Virginia Beach Correctional Center, 58 F. 3d 101, 105 (4th Cir. 1995) quoting Farmer 511 U.S.
at 844. If the requisite subjective knowledge is established, an official may avoid liability “if
[he] responded reasonably to the risk, even if the harm was not ultimately averted.” See Farmer,
511 U.S. at 844. Reasonableness of the actions taken must be judged in light of the risk the
defendant actually knew at the time. See Brown v. Harris, 240 F. 3d 383, 390 (4th Cir. 2000);
citing Liebe v. Norton, 157 F. 3d 574, 577 (8th Cir. 1998) (focus must be on precautions actually
taken in light of suicide risk, not those that could have been taken).
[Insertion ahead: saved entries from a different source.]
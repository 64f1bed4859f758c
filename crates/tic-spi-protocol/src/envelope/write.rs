//! Write envelope: the 8-byte header prepended to every bulk write into the
//! data window.

use serde::Serialize;

use crate::config::CodecConfig;
use crate::envelope::{check_encode, le_u32, put_le_u32, split_envelope};
use crate::error::{EnvelopeKind, TicError, TicResult};

/// Size of the write header.
pub const WRITE_HEADER_LEN: usize = 8;

/// What a bulk write carries.
#[derive(Debug, Clone, Copy, PartialEq, Eq, Hash, Default, Serialize)]
pub enum WriteDataType {
    #[default]
    FirmwareLoad,
    DataLoad,
    Feedback,
    SetFeatures,
    GetFeatures,
    OutputReport,
    /// No payload; the device falls back to its defaults.
    NoDataUseDefaults,
    Unrecognized(u32),
}

impl WriteDataType {
    pub fn from_code(code: u32) -> Self {
        match code {
            0 => Self::FirmwareLoad,
            1 => Self::DataLoad,
            2 => Self::Feedback,
            3 => Self::SetFeatures,
            4 => Self::GetFeatures,
            5 => Self::OutputReport,
            6 => Self::NoDataUseDefaults,
            other => Self::Unrecognized(other),
        }
    }

    pub fn code(self) -> u32 {
        match self {
            Self::FirmwareLoad => 0,
            Self::DataLoad => 1,
            Self::Feedback => 2,
            Self::SetFeatures => 3,
            Self::GetFeatures => 4,
            Self::OutputReport => 5,
            Self::NoDataUseDefaults => 6,
            Self::Unrecognized(other) => other,
        }
    }

    /// Largest payload this write type may carry, or `None` when the type
    /// is undefined.
    pub fn max_payload(self, config: &CodecConfig) -> Option<usize> {
        match self {
            Self::FirmwareLoad | Self::DataLoad => Some(config.max_bulk_write_size),
            Self::Feedback | Self::SetFeatures | Self::GetFeatures | Self::OutputReport => {
                Some(config.max_feedback_size)
            }
            Self::NoDataUseDefaults => Some(0),
            Self::Unrecognized(_) => None,
        }
    }
}

/// Decoded write header.
#[derive(Debug, Clone, Copy, PartialEq, Eq, Default, Serialize)]
pub struct WriteHeader {
    pub data_type: WriteDataType,
    pub len: u32,
}

/// A parsed write envelope borrowing its payload.
#[derive(Debug, Clone, Copy, PartialEq, Eq, Serialize)]
pub struct WriteData<'a> {
    pub header: WriteHeader,
    #[serde(skip)]
    pub payload: &'a [u8],
}

/// Parse a write envelope. Bytes past the declared length are ignored.
pub fn parse_write(bytes: &[u8]) -> TicResult<WriteData<'_>> {
    let (header, payload) =
        split_envelope(bytes, EnvelopeKind::Write, WRITE_HEADER_LEN, |h| {
            le_u32(h, 4)
        })?;
    Ok(WriteData {
        header: WriteHeader {
            data_type: WriteDataType::from_code(le_u32(header, 0)),
            len: le_u32(header, 4),
        },
        payload,
    })
}

/// Encode a write envelope into `out`, returning the bytes written.
///
/// # Errors
///
/// [`TicError::UndefinedCode`] for an unrecognized type,
/// [`TicError::PayloadTooLarge`] beyond [`WriteDataType::max_payload`],
/// [`TicError::BufferTooSmall`] when `out` cannot hold the envelope.
pub fn write_data_into(
    data_type: WriteDataType,
    payload: &[u8],
    config: &CodecConfig,
    out: &mut [u8],
) -> TicResult<usize> {
    let Some(max) = data_type.max_payload(config) else {
        return Err(TicError::UndefinedCode {
            envelope: EnvelopeKind::Write,
            field: "data_type",
            code: data_type.code(),
        });
    };
    let total = check_encode(EnvelopeKind::Write, WRITE_HEADER_LEN, payload.len(), max, out)?;
    let (head, body) = out.split_at_mut(WRITE_HEADER_LEN);
    put_le_u32(head, 0, data_type.code());
    put_le_u32(head, 4, payload.len() as u32);
    if let Some(dst) = body.get_mut(..payload.len()) {
        dst.copy_from_slice(payload);
    }
    Ok(total)
}

/// Build a write envelope into a new buffer.
pub fn build_write(
    data_type: WriteDataType,
    payload: &[u8],
    config: &CodecConfig,
) -> TicResult<Vec<u8>> {
    let mut out = vec![0u8; WRITE_HEADER_LEN + payload.len()];
    let written = write_data_into(data_type, payload, config, &mut out)?;
    out.truncate(written);
    Ok(out)
}

#[cfg(test)]
mod tests {
    use super::*;

    #[test]
    fn test_empty_feedback_write() -> Result<(), Box<dyn std::error::Error>> {
        let bytes = [2u8, 0, 0, 0, 0, 0, 0, 0];
        let parsed = parse_write(&bytes)?;
        assert_eq!(parsed.header.data_type, WriteDataType::Feedback);
        assert_eq!(parsed.header.len, 0);
        assert!(parsed.payload.is_empty());
        Ok(())
    }

    #[test]
    fn test_build_layout() -> Result<(), Box<dyn std::error::Error>> {
        let bytes = build_write(WriteDataType::SetFeatures, &[0xAB, 0xCD], &CodecConfig::default())?;
        assert_eq!(bytes, vec![3, 0, 0, 0, 2, 0, 0, 0, 0xAB, 0xCD]);
        Ok(())
    }

    #[test]
    fn test_no_data_use_defaults_requires_empty_payload() {
        let config = CodecConfig::default();
        assert!(build_write(WriteDataType::NoDataUseDefaults, &[], &config).is_ok());
        assert_eq!(
            build_write(WriteDataType::NoDataUseDefaults, &[1], &config),
            Err(TicError::PayloadTooLarge {
                envelope: EnvelopeKind::Write,
                len: 1,
                max: 0,
            })
        );
    }

    #[test]
    fn test_limits_follow_type() {
        let config = CodecConfig {
            max_feedback_size: 16,
            max_bulk_write_size: 64,
            ..CodecConfig::default()
        };
        let payload = [0u8; 32];
        assert!(build_write(WriteDataType::FirmwareLoad, &payload, &config).is_ok());
        assert!(matches!(
            build_write(WriteDataType::OutputReport, &payload, &config),
            Err(TicError::PayloadTooLarge { max: 16, .. })
        ));
    }

    #[test]
    fn test_undefined_type() {
        assert!(matches!(
            build_write(WriteDataType::Unrecognized(7), &[], &CodecConfig::default()),
            Err(TicError::UndefinedCode { code: 7, .. })
        ));
        assert_eq!(WriteDataType::from_code(7), WriteDataType::Unrecognized(7));
    }

    #[test]
    fn test_truncated() {
        assert!(matches!(
            parse_write(&[0u8; 7]),
            Err(TicError::TruncatedHeader { expected: 8, actual: 7, .. })
        ));
        assert!(matches!(
            parse_write(&[0u8, 0, 0, 0, 4, 0, 0, 0, 1]),
            Err(TicError::TruncatedPayload { expected: 4, actual: 1, .. })
        ));
    }
}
Kerstetter counters that he did not receive full treatment until he filed this lawsuit. ECF
16-1, pp. 2, 4. He also claims that the delay in providing additional surgery and failure to
provide adequate pain medication is governed by cost. Id.. He states that he was not “put on
pain medication” after his August, 2015 reports of continuous pain (id.), and contradicts Dr.
Matera’s affidavit statement (ECF No. 14-5, ¶¶ 10-11) that Kerstetter reported that his wounds
“were slowly resolving.” ECF No. 16-1, p. 2. Kerstetter believes his emergency surgery and
hospitalization would not have been necessary had it not taken ten months to address the
expanding hernia, and that requiring him to apply his own dressings and provide self-care for his
wound delayed its healing. ECF No. 16-1, p. 4.
None of Kerstetter’s arguments is sufficient to change the outcome of this case. The
uncontroverted medical record demonstrates that Kerstetter received constitutionally adequate
medical care. In addition to exhaustive diagnostic testing, Kerstetter received pain medication,14
surgery, and follow-up care. Any delay in providing surgery appears justified while medical
specialists attempted to discern the precise cause(s) of Kerstetter’s illnesses, including a
pancreatic mass that ultimately was found not malignant.
While it is unfortunate that healing was interrupted after additional infection (possibly
caused by previous surgeries) was discovered, such problems cannot be attributed to deliberate
indifference to Kerstetter’s medical needs, nor to the fact that some self-care tasks were required
of Kerstetter after medical personnel completed specialized nursing procedures. Defendant
Matera’s motion for summary judgment is granted. A separate order implementing the content
of this memorandum opinion follows.
December 4, 2017
DEBORAH K. CHASANOW
United States District Judge
In his opposition, Kerstetter states that he did not receive pain medication following his August 10, 2015,
report of pain. ECF No. 16 at p. 2. The medical record does not demonstrate that pain medication was prescribed
prior to September 10, 2015. However, Dr. Matera examined Kerstetter on August 26, 2015, noted intermittent
cramping, and promptly began efforts to diagnose fully and treat his hernia and related conditions. Although it is
unfortunate that Kerstetter suffered pain or distress during this phase of his diagnoses and treatment, that fact alone
is insufficient to merit a determination that adequate medical care was withheld.